## What is being asked
Please copy out all lines of the entries that contain the word "timestamp".

## Data supplied
// SPDX-FileCopyrightText: 2026 Blufio Contributors
// SPDX-License-Identifier: MIT OR Apache-2.0

//! Mock Responses provider for deterministic testing.
//!
//! Every `stream` call pops one scripted [`MockRound`] from a FIFO queue;
//! every `complete` call pops one queued response. When a queue is empty a
//! default "mock response" text is returned. Requests are recorded for
//! assertions.

use std::collections::VecDeque;
use std::sync::Arc;
use std::sync::atomic::{AtomicUsize, Ordering};

use async_trait::async_trait;
use futures::{StreamExt, stream};
use tokio::sync::Mutex;

use parley_core::{
    AdapterType, ContentPart, HealthStatus, OutputItem, ParleyError, PluginAdapter,
    ProviderRequest, ProviderResponse, ResponseEventStream, ResponseMeta, ResponseStreamEvent,
    ResponsesProvider,
};

/// Script for one upstream streaming call.
#[derive(Debug, Clone)]
pub enum MockRound {
    /// Events delivered in order; `Err` items surface as stream failures.
    Events(Vec<Result<ResponseStreamEvent, String>>),
    /// The call itself fails before any event.
    Refuse(String),
    /// Events delivered, then the stream hangs until dropped.
    Stall(Vec<ResponseStreamEvent>),
}

/// Counts streams dropped before they ended.
struct DropCounter(Arc<AtomicUsize>);

impl Drop for DropCounter {
    fn drop(&mut self) {
        self.0.fetch_add(1, Ordering::SeqCst);
    }
}

pub struct MockProvider {
    rounds: Arc<Mutex<VecDeque<MockRound>>>,
    completions: Arc<Mutex<VecDeque<ProviderResponse>>>,
    requests: Arc<Mutex<Vec<ProviderRequest>>>,
    stalled_dropped: Arc<AtomicUsize>,
}

impl MockProvider {
    pub fn new() -> Self {
        Self {
            rounds: Arc::new(Mutex::new(VecDeque::new())),
            completions: Arc::new(Mutex::new(VecDeque::new())),
            requests: Arc::new(Mutex::new(Vec::new())),
            stalled_dropped: Arc::new(AtomicUsize::new(0)),
        }
    }

    /// Queues a round that succeeds with the given events.
    pub async fn push_round(&self, events: Vec<ResponseStreamEvent>) {
        self.push(MockRound::Events(events.into_iter().map(Ok).collect()))
            .await;
    }

    /// Queues a round whose stream fails after `events`.
    pub async fn push_stream_failure(&self, events: Vec<ResponseStreamEvent>, message: &str) {
        let mut items: Vec<_> = events.into_iter().map(Ok).collect();
        items.push(Err(message.to_string()));
        self.push(MockRound::Events(items)).await;
    }

    /// Queues a round that hangs after `events` until the consumer drops it.
    pub async fn push_stall(&self, events: Vec<ResponseStreamEvent>) {
        self.push(MockRound::Stall(events)).await;
    }

    pub async fn push(&self, round: MockRound) {
        self.rounds.lock().await.push_back(round);
    }

    /// Queues a non-streaming response carrying `text` as its output.
    pub async fn push_completion_text(&self, text: &str) {
        self.completions
            .lock()
            .await
            .push_back(completion("mock-model", text));
    }

    /// Every request received so far, streaming or not.
    pub async fn requests(&self) -> Vec<ProviderRequest> {
        self.requests.lock().await.clone()
    }

    /// Number of stalled streams the consumer dropped.
    pub fn stalled_dropped(&self) -> usize {
        self.stalled_dropped.load(Ordering::SeqCst)
    }

    async fn next_round(&self) -> MockRound {
        self.rounds
            .lock()
            .await
            .pop_front()
            .unwrap_or_else(|| MockRound::Events(text_round("mock response").into_iter().map(Ok).collect()))
    }
}

impl Default for MockProvider {
    fn default() -> Self {
        Self::new()
    }
}

fn provider_error(message: String) -> ParleyError {
    ParleyError::Provider {
        message,
        source: None,
    }
}

fn meta(status: &str) -> ResponseMeta {
    ResponseMeta {
        id: "resp_mock".to_string(),
        model: "mock-model".to_string(),
        status: Some(status.to_string()),
        error: None,
    }
}

fn completion(model: &str, text: &str) -> ProviderResponse {
    ProviderResponse {
        id: "resp_mock".to_string(),
        model: model.to_string(),
        output: vec![OutputItem::Message {
            id: Some("msg_mock".to_string()),
            content: vec![ContentPart::OutputText {
                text: text.to_string(),
            }],
        }],
    }
}

fn message_events(text: &str, output_index: usize) -> Vec<ResponseStreamEvent> {
    let item = OutputItem::Message {
        id: Some("msg_mock".to_string()),
        content: Vec::new(),
    };
    vec![
        ResponseStreamEvent::OutputItemAdded {
            output_index,
            item: item.clone(),
        },
        ResponseStreamEvent::ContentPartAdded {
            item_id: Some("msg_mock".to_string()),
            content_index: 0,
            part: ContentPart::OutputText {
                text: String::new(),
            },
        },
        ResponseStreamEvent::OutputTextDelta {
            item_id: Some("msg_mock".to_string()),
            content_index: 0,
            delta: text.to_string(),
        },
        ResponseStreamEvent::ContentPartDone {
            item_id: Some("msg_mock".to_string()),
            content_index: 0,
            part: ContentPart::OutputText {
                text: text.to_string(),
            },
        },
        ResponseStreamEvent::OutputItemDone { output_index, item },
    ]
}

/// A complete round answering with one text part.
pub fn text_round(text: &str) -> Vec<ResponseStreamEvent> {
    let mut events = vec![
        ResponseStreamEvent::Created {
            response: meta("in_progress"),
        },
        ResponseStreamEvent::InProgress {
            response: meta("in_progress"),
        },
    ];
    events.extend(message_events(text, 0));
    events.push(ResponseStreamEvent::Completed {
        response: meta("completed"),
    });
    events
}

/// A complete round that requests one function call and no text.
pub fn function_call_round(call_id: &str, name: &str, arguments: &str) -> Vec<ResponseStreamEvent> {
    let item = |status: &str| OutputItem::FunctionCall {
        id: Some(format!("fc_{call_id}")),
        call_id: call_id.to_string(),
        name: name.to_string(),
        arguments: arguments.to_string(),
        status: Some(status.to_string()),
    };
    vec![
        ResponseStreamEvent::Created {
            response: meta("in_progress"),
        },
        ResponseStreamEvent::InProgress {
            response: meta("in_progress"),
        },
        ResponseStreamEvent::OutputItemAdded {
            output_index: 0,
            item: item("in_progress"),
        },
        ResponseStreamEvent::OutputItemDone {
            output_index: 0,
            item: item("completed"),
        },
        ResponseStreamEvent::Completed {
            response: meta("completed"),
        },
    ]
}

/// A complete round that runs a hosted web search, then answers with text.
pub fn web_search_round(search_id: &str, text: &str) -> Vec<ResponseStreamEvent> {
    let item = |status: &str| OutputItem::WebSearchCall {
        id: search_id.to_string(),
        status: Some(status.to_string()),
    };
    let mut events = vec![
        ResponseStreamEvent::Created {
            response: meta("in_progress"),
        },
        ResponseStreamEvent::InProgress {
            response: meta("in_progress"),
        },
        ResponseStreamEvent::OutputItemAdded {
            output_index: 0,
            item: item("in_progress"),
        },
        ResponseStreamEvent::OutputItemDone {
            output_index: 0,
            item: item("completed"),
        },
    ];
    events.extend(message_events(text, 1));
    events.push(ResponseStreamEvent::Completed {
        response: meta("completed"),
    });
    events
}

#[async_trait]
impl PluginAdapter for MockProvider {
    fn name(&self) -> &str {
        "mock-provider"
    }

    fn version(&self) -> semver::Version {
        semver::Version::new(0, 1, 0)
    }

    fn adapter_type(&self) -> AdapterType {
        AdapterType::Provider
    }

    async fn health_check(&self) -> Result<HealthStatus, ParleyError> {
        Ok(HealthStatus::Healthy)
    }

    async fn shutdown(&self) -> Result<(), ParleyError> {
        Ok(())
    }
}

#[async_trait]
impl ResponsesProvider for MockProvider {
    async fn complete(&self, request: ProviderRequest) -> Result<ProviderResponse, ParleyError> {
        let model = request.model.clone();
        self.requests.lock().await.push(request);
        Ok(self
            .completions
            .lock()
            .await
            .pop_front()
            .unwrap_or_else(|| completion(&model, "mock response")))
    }

    async fn stream(&self, request: ProviderRequest) -> Result<ResponseEventStream, ParleyError> {
        self.requests.lock().await.push(request);
        match self.next_round().await {
            MockRound::Refuse(message) => Err(provider_error(message)),
            MockRound::Events(items) => Ok(Box::pin(stream::iter(
                items.into_iter().map(|item| item.map_err(provider_error)),
            ))),
            MockRound::Stall(events) => {
                let counter = DropCounter(self.stalled_dropped.clone());
                let events = stream::iter(events.into_iter().map(Ok)).chain(stream::pending());
                Ok(Box::pin(events.map(move |event| {
                    let _held = &counter;
                    event
                })))
            }
        }
    }
}

#[cfg(test)]
mod tests {
    use super::*;
    use futures::StreamExt;

    fn request() -> ProviderRequest {
        ProviderRequest::new("test-model", Vec::new())
    }

    #[tokio::test]
    async fn default_round_when_queue_empty() {
        let provider = MockProvider::new();
        let events: Vec<_> = provider.stream(request()).await.unwrap().collect().await;
        assert_eq!(events.len(), text_round("mock response").len());
        assert!(events.iter().all(Result::is_ok));
        assert_eq!(provider.requests().await.len(), 1);
    }

    #[tokio::test]
    async fn queued_rounds_play_in_order() {
        let provider = MockProvider::new();
        provider
            .push_round(function_call_round("call_1", "dateTime", "{}"))
            .await;
        provider.push(MockRound::Refuse("upstream down".into())).await;

        let first: Vec<_> = provider.stream(request()).await.unwrap().collect().await;
        assert_eq!(first.len(), 5);
        let err = provider.stream(request()).await.err().unwrap();
        assert!(err.to_string().contains("upstream down"));
    }

    #[tokio::test]
    async fn stream_failure_is_last_item() {
        let provider = MockProvider::new();
        provider.push_stream_failure(Vec::new(), "reset").await;
        let items: Vec<_> = provider.stream(request()).await.unwrap().collect().await;
        assert_eq!(items.len(), 1);
        assert!(items[0].is_err());
    }

    #[tokio::test]
    async fn dropping_stalled_stream_is_counted() {
        let provider = MockProvider::new();
        provider.push_stall(text_round("partial")[..2].to_vec()).await;
        let mut stream = provider.stream(request()).await.unwrap();
        assert!(stream.next().await.is_some());
        assert_eq!(provider.stalled_dropped(), 0);
        drop(stream);
        assert_eq!(provider.stalled_dropped(), 1);
    }

    #[tokio::test]
    async fn completions_fall_back_to_default_text() {
        let provider = MockProvider::new();
        provider.push_completion_text("{\"summary_list\":[]}").await;
        let first = provider.complete(request()).await.unwrap();
        assert_eq!(first.output_text(), "{\"summary_list\":[]}");
        let second = provider.complete(request()).await.unwrap();
        assert_eq!(second.output_text(), "mock response");
        assert_eq!(second.model, "test-model");
    }
}
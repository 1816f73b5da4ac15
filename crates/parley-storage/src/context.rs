// SPDX-FileCopyrightText: 2026 Blufio Contributors
// SPDX-License-Identifier: MIT OR Apache-2.0

//! Durable per-user conversation contexts.
//!
//! A context lives at `context/{id}`; the user's current context id lives at
//! `context/current/{userId}`. Both are created lazily on first access.

use std::sync::Arc;

use tracing::{debug, warn};

use parley_core::{Context, KvStore, ParleyError, UserId};

use crate::kv;

pub const CONTEXT_PREFIX: &str = "context/";

fn context_key(id: &str) -> String {
    format!("{CONTEXT_PREFIX}{id}")
}

fn current_key(user_id: &UserId) -> String {
    format!("{CONTEXT_PREFIX}current/{user_id}")
}

#[derive(Clone)]
pub struct ContextStore {
    kv: Arc<dyn KvStore>,
}

impl ContextStore {
    pub fn new(kv: Arc<dyn KvStore>) -> Self {
        Self { kv }
    }

    pub fn kv(&self) -> &Arc<dyn KvStore> {
        &self.kv
    }

    /// Returns the user's context, creating and registering an empty one if absent.
    pub async fn get_current_context(&self, user_id: &UserId) -> Result<Context, ParleyError> {
        let mapping = current_key(user_id);
        if let Some(id) = kv::load::<String>(self.kv.as_ref(), &mapping).await? {
            if let Some(context) = self.get_context(&id).await? {
                return Ok(context);
            }
            warn!(user_id = %user_id, context_id = %id, "context mapping is dangling, recreating");
            let context = Context::new(id);
            self.put_context(&context).await?;
            return Ok(context);
        }

        let context = Context::new(uuid::Uuid::new_v4().to_string());
        self.put_context(&context).await?;
        kv::save(self.kv.as_ref(), &mapping, &context.id).await?;
        debug!(user_id = %user_id, context_id = %context.id, "created context");
        Ok(context)
    }

    pub async fn get_context(&self, id: &str) -> Result<Option<Context>, ParleyError> {
        kv::load(self.kv.as_ref(), &context_key(id)).await
    }

    /// Writes the context unconditionally; concurrent writers get last-write-wins.
    pub async fn put_context(&self, context: &Context) -> Result<bool, ParleyError> {
        kv::save(self.kv.as_ref(), &context_key(&context.id), context).await
    }
}
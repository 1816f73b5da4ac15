// SPDX-FileCopyrightText: 2026 Blufio Contributors
// SPDX-License-Identifier: MIT OR Apache-2.0

//! Per-user turn serialization and in-flight turn tracking.

use std::sync::Arc;

use dashmap::DashMap;
use parley_core::UserId;
use tokio::sync::{Mutex, OwnedMutexGuard};
use tokio_util::sync::CancellationToken;

/// One async mutex per user. Chat turns and summarization for the same
/// user run one at a time; different users never contend.
#[derive(Default)]
pub struct UserLocks {
    locks: DashMap<UserId, Arc<Mutex<()>>>,
}

impl UserLocks {
    pub fn new() -> Self {
        Self::default()
    }

    /// Waits for the user's lock. The guard releases it on drop.
    pub async fn acquire(&self, user: &UserId) -> OwnedMutexGuard<()> {
        let lock = self
            .locks
            .entry(user.clone())
            .or_insert_with(|| Arc::new(Mutex::new(())))
            .clone();
        lock.lock_owned().await
    }
}

/// Cancellation handles of turns currently running, keyed by user.
#[derive(Default)]
pub struct ActiveTurns {
    turns: DashMap<UserId, CancellationToken>,
}

impl ActiveTurns {
    pub fn new() -> Self {
        Self::default()
    }

    /// Registers a fresh token for the user's turn.
    pub fn register(&self, user: &UserId) -> CancellationToken {
        let token = CancellationToken::new();
        self.turns.insert(user.clone(), token.clone());
        token
    }

    /// Cancels the user's running turn. Returns false when none is running.
    pub fn cancel(&self, user: &UserId) -> bool {
        match self.turns.get(user) {
            Some(token) => {
                token.cancel();
                true
            }
            None => false,
        }
    }

    pub fn finish(&self, user: &UserId) {
        self.turns.remove(user);
    }

    pub fn len(&self) -> usize {
        self.turns.len()
    }

    pub fn is_empty(&self) -> bool {
        self.turns.is_empty()
    }
}

#[cfg(test)]
mod tests {
    use super::*;
    use std::time::Duration;

    #[tokio::test]
    async fn same_user_waits() {
        let locks = Arc::new(UserLocks::new());
        let user = UserId::from("github:1");
        let guard = locks.acquire(&user).await;

        let waiter = {
            let locks = locks.clone();
            let user = user.clone();
            tokio::spawn(async move {
                let _guard = locks.acquire(&user).await;
            })
        };
        tokio::time::sleep(Duration::from_millis(20)).await;
        assert!(!waiter.is_finished());

        drop(guard);
        waiter.await.unwrap();
    }

    #[tokio::test]
    async fn different_users_do_not_contend() {
        let locks = UserLocks::new();
        let _a = locks.acquire(&UserId::from("github:1")).await;
        let _b = tokio::time::timeout(
            Duration::from_millis(50),
            locks.acquire(&UserId::from("github:2")),
        )
        .await
        .expect("second user should not block");
    }

    #[test]
    fn cancel_reaches_registered_turn() {
        let turns = ActiveTurns::new();
        let user = UserId::from("github:1");
        assert!(!turns.cancel(&user));

        let token = turns.register(&user);
        assert_eq!(turns.len(), 1);
        assert!(turns.cancel(&user));
        assert!(token.is_cancelled());

        turns.finish(&user);
        assert!(turns.is_empty());
    }
}
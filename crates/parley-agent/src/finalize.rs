// SPDX-FileCopyrightText: 2026 Blufio Contributors
// SPDX-License-Identifier: MIT OR Apache-2.0

//! Turn finalization: metering and the merge into durable context.
//!
//! Runs once per turn however the tool loop ended. Persistence failures
//! are logged and reported to the client but never abort the turn.

use parley_core::{
    AgentInfo, AgentResponse, AgentType, ContentType, Context, Message, MessageType,
    TokenUsage, TurnState, UserId, now_millis,
};
use parley_metering::MeteringRecord;
use tracing::error;

use crate::Agent;
use crate::emitter::Emitter;

/// Text of the agent message synthesized when a turn produced no output.
pub fn fallback_message(error: Option<&str>) -> String {
    match error {
        Some(error) => format!("Sorry, I could not complete a response. ({error})"),
        None => "Sorry, I could not complete a response.".to_string(),
    }
}

impl Agent {
    /// Meters the turn, emits the closing frames except `end`, and persists.
    ///
    /// `context` is `None` when it could not be loaded; the turn is then
    /// metered but nothing is merged.
    pub(crate) async fn finalize(
        &self,
        user: &UserId,
        turn: &mut TurnState,
        context: Option<&mut Context>,
        emitter: &mut Emitter,
    ) -> TokenUsage {
        let prior: &[Message] = context.as_deref().map_or(&[], |c| c.messages.as_slice());
        let token_usage = self.tokens.usage(prior, &turn.processing_messages);
        let tool_usage = turn.tool_usage().clone();

        let run_info = turn.info.clone().unwrap_or_else(|| AgentInfo {
            agent_type: Some(AgentType::OpenAi),
            id: Some(turn.output_id.clone()),
            model: Some(turn.model.clone()),
            ..AgentInfo::default()
        });
        let info = AgentInfo {
            token_usage: Some(token_usage),
            tool_usage: Some(tool_usage.clone()),
            ..run_info.clone()
        };

        if turn.processing_messages.is_empty() {
            let index = turn.last_content_index().map_or(0, |i| i + 1);
            let content = fallback_message(turn.error.as_deref());
            let timestamp = now_millis();
            emitter
                .emit(AgentResponse::Add {
                    content_index: index,
                })
                .await;
            emitter
                .emit(AgentResponse::Finalize {
                    content_type: ContentType::Text,
                    content_index: index,
                    content: content.clone(),
                    info: Some(info.clone()),
                    timestamp,
                })
                .await;
            turn.put_processing_message(Message {
                content_type: Some(ContentType::Text),
                content_index: Some(index),
                timestamp: Some(timestamp),
                ..Message::new(MessageType::Agent, content)
            });
            turn.update_last_content_index(index);
        }

        // Slots cut off by a failure or stop still owe the client a finalize.
        let now = now_millis();
        for (index, message) in turn.processing_messages.iter_mut().enumerate() {
            message.info = Some(info.clone());
            message.content_type.get_or_insert(ContentType::Text);
            message.content_index.get_or_insert(index);
            if message.timestamp.is_none() {
                message.timestamp = Some(now);
                emitter
                    .emit(AgentResponse::Finalize {
                        content_type: ContentType::Text,
                        content_index: index,
                        content: message.content.clone(),
                        info: Some(info.clone()),
                        timestamp: now,
                    })
                    .await;
            }
        }
        emitter.emit(AgentResponse::Info { info }).await;

        let record = MeteringRecord::new(token_usage, tool_usage, turn.timestamp);
        if let Err(e) = self.metering.record(user, record).await {
            error!(user_id = %user, error = %e, "failed to record metering");
            emitter
                .emit(AgentResponse::error(format!("failed to record usage: {e}")))
                .await;
        }

        if let Some(context) = context {
            context.messages.append(&mut turn.processing_messages);
            context.info = Some(run_info);
            if let Err(e) = self.contexts.put_context(context).await {
                error!(user_id = %user, context_id = %context.id, error = %e, "failed to persist context");
                emitter
                    .emit(AgentResponse::error(format!("failed to save conversation: {e}")))
                    .await;
            }
        }

        token_usage
    }
}

#[cfg(test)]
mod tests {
    use super::*;

    #[test]
    fn fallback_mentions_error_when_known() {
        assert_eq!(
            fallback_message(Some("provider error: boom")),
            "Sorry, I could not complete a response. (provider error: boom)"
        );
        assert_eq!(fallback_message(None), "Sorry, I could not complete a response.");
    }
}
// SPDX-FileCopyrightText: 2026 Blufio Contributors
// SPDX-License-Identifier: MIT OR Apache-2.0

//! Core library for the Parley chat agent.
//!
//! Holds the error type, the normalized client protocol, the conversation
//! data model, the upstream Responses wire types, and the adapter traits
//! every backend implements.

pub mod context;
pub mod error;
pub mod protocol;
pub mod responses;
pub mod traits;
pub mod types;

pub use context::{Context, Message, MessageType, TurnState};
pub use error::ParleyError;
pub use protocol::{
    AGENT_TOOL, AgentInfo, AgentResponse, AgentType, ChatRequest, ContentType, TokenUsage, ToolState,
    ToolStatus, ToolUsage, WEB_SEARCH_TOOL,
};
pub use responses::{
    ContentPart, InputItem, InputRole, OutputItem, ProviderRequest, ProviderResponse,
    ResponseMeta, ResponseStreamEvent, ToolCallStatus,
};
pub use traits::{KvStore, PluginAdapter, ResponseEventStream, ResponsesProvider};
pub use types::{AdapterType, HealthStatus, UserId, now_millis};
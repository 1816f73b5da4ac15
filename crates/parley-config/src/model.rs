// SPDX-FileCopyrightText: 2026 Blufio Contributors
// SPDX-License-Identifier: MIT OR Apache-2.0

//! Configuration model.
//!
//! Every struct rejects unknown keys so typos surface at startup instead of
//! silently falling back to defaults.

use std::fmt;

use serde::{Deserialize, Serialize};

/// Top-level Parley configuration. Every section is optional.
#[derive(Debug, Clone, Default, Deserialize, Serialize)]
#[serde(deny_unknown_fields)]
pub struct ParleyConfig {
    #[serde(default)]
    pub agent: AgentConfig,

    #[serde(default)]
    pub openai: OpenAiConfig,

    #[serde(default)]
    pub storage: StorageConfig,

    #[serde(default)]
    pub gateway: GatewayConfig,

    #[serde(default)]
    pub summarize: SummarizeConfig,
}

/// Agent identity and turn behavior.
#[derive(Debug, Clone, Deserialize, Serialize)]
#[serde(deny_unknown_fields)]
pub struct AgentConfig {
    /// Display name, substituted into the default system prompt.
    #[serde(default = "default_agent_name")]
    pub name: String,

    /// Logging level (trace, debug, info, warn, error).
    #[serde(default = "default_log_level")]
    pub log_level: String,

    /// Inline system prompt. `system_prompt_file` wins when both are set.
    #[serde(default)]
    pub system_prompt: Option<String>,

    #[serde(default)]
    pub system_prompt_file: Option<String>,

    /// Upper bound on provider round-trips per turn.
    #[serde(default = "default_max_tool_iterations")]
    pub max_tool_iterations: usize,

    /// Offer the hosted web search tool to the model.
    #[serde(default = "default_true")]
    pub web_search: bool,
}

impl Default for AgentConfig {
    fn default() -> Self {
        Self {
            name: default_agent_name(),
            log_level: default_log_level(),
            system_prompt: None,
            system_prompt_file: None,
            max_tool_iterations: default_max_tool_iterations(),
            web_search: true,
        }
    }
}

fn default_agent_name() -> String {
    "parley".to_string()
}

fn default_log_level() -> String {
    "info".to_string()
}

fn default_max_tool_iterations() -> usize {
    10
}

fn default_true() -> bool {
    true
}

/// OpenAI Responses API settings.
#[derive(Debug, Clone, Deserialize, Serialize)]
#[serde(deny_unknown_fields)]
pub struct OpenAiConfig {
    /// API key. Falls back to `OPENAI_API_KEY` when unset.
    #[serde(default)]
    pub api_key: Option<String>,

    #[serde(default = "default_base_url")]
    pub base_url: String,

    /// Model used when a chat request does not name one.
    #[serde(default = "default_model")]
    pub default_model: String,

    /// Model used for conversation summarization.
    #[serde(default = "default_model")]
    pub summary_model: String,

    #[serde(default = "default_timeout_secs")]
    pub timeout_secs: u64,

    /// Extra attempts on 429/5xx responses.
    #[serde(default = "default_max_retries")]
    pub max_retries: u32,
}

impl Default for OpenAiConfig {
    fn default() -> Self {
        Self {
            api_key: None,
            base_url: default_base_url(),
            default_model: default_model(),
            summary_model: default_model(),
            timeout_secs: default_timeout_secs(),
            max_retries: default_max_retries(),
        }
    }
}

fn default_base_url() -> String {
    "https://api.openai.com/v1".to_string()
}

fn default_model() -> String {
    "gpt-4o-mini".to_string()
}

fn default_timeout_secs() -> u64 {
    300
}

fn default_max_retries() -> u32 {
    1
}

#[derive(Debug, Clone, Copy, PartialEq, Eq, Default, Deserialize, Serialize)]
#[serde(rename_all = "lowercase")]
pub enum StorageBackend {
    #[default]
    Sqlite,
    Memory,
}

/// Key-value store settings.
#[derive(Debug, Clone, Deserialize, Serialize)]
#[serde(deny_unknown_fields)]
pub struct StorageConfig {
    #[serde(default)]
    pub backend: StorageBackend,

    /// SQLite database file. Ignored by the memory backend.
    #[serde(default = "default_database_path")]
    pub database_path: String,

    #[serde(default = "default_true")]
    pub wal_mode: bool,
}

impl Default for StorageConfig {
    fn default() -> Self {
        Self {
            backend: StorageBackend::default(),
            database_path: default_database_path(),
            wal_mode: true,
        }
    }
}

fn default_database_path() -> String {
    let base = std::env::var("APP_DATA_PATH")
        .ok()
        .filter(|p| !p.trim().is_empty())
        .unwrap_or_else(|| "./data".to_string());
    format!("{}/parley.db", base.trim_end_matches('/'))
}

/// Maps a bearer token onto a user id.
#[derive(Clone, Deserialize, Serialize)]
#[serde(deny_unknown_fields)]
pub struct UserToken {
    pub token: String,
    /// `provider:accountId`, e.g. `github:1234`.
    pub user_id: String,
}

impl fmt::Debug for UserToken {
    fn fmt(&self, f: &mut fmt::Formatter<'_>) -> fmt::Result {
        f.debug_struct("UserToken")
            .field("token", &"[REDACTED]")
            .field("user_id", &self.user_id)
            .finish()
    }
}

/// HTTP gateway settings.
#[derive(Debug, Clone, Deserialize, Serialize)]
#[serde(deny_unknown_fields)]
pub struct GatewayConfig {
    #[serde(default = "default_host")]
    pub host: String,

    #[serde(default = "default_port")]
    pub port: u16,

    #[serde(default)]
    pub users: Vec<UserToken>,

    /// When non-empty, only these user ids may use the API.
    #[serde(default)]
    pub allowed_users: Vec<String>,
}

impl Default for GatewayConfig {
    fn default() -> Self {
        Self {
            host: default_host(),
            port: default_port(),
            users: Vec::new(),
            allowed_users: Vec::new(),
        }
    }
}

fn default_host() -> String {
    "127.0.0.1".to_string()
}

fn default_port() -> u16 {
    3000
}

#[derive(Debug, Clone, Deserialize, Serialize)]
#[serde(deny_unknown_fields)]
pub struct SummarizeConfig {
    /// Messages newer than this stay verbatim in the context.
    #[serde(default = "default_retention_hours")]
    pub retention_hours: u64,
}

impl Default for SummarizeConfig {
    fn default() -> Self {
        Self {
            retention_hours: default_retention_hours(),
        }
    }
}

fn default_retention_hours() -> u64 {
    12
}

## Problem solution
            let timestamp = now_millis();
                    timestamp,
                timestamp: Some(timestamp),
            if message.timestamp.is_none() {
                message.timestamp = Some(now);
                        timestamp: now,
        let record = MeteringRecord::new(token_usage, tool_usage, turn.timestamp);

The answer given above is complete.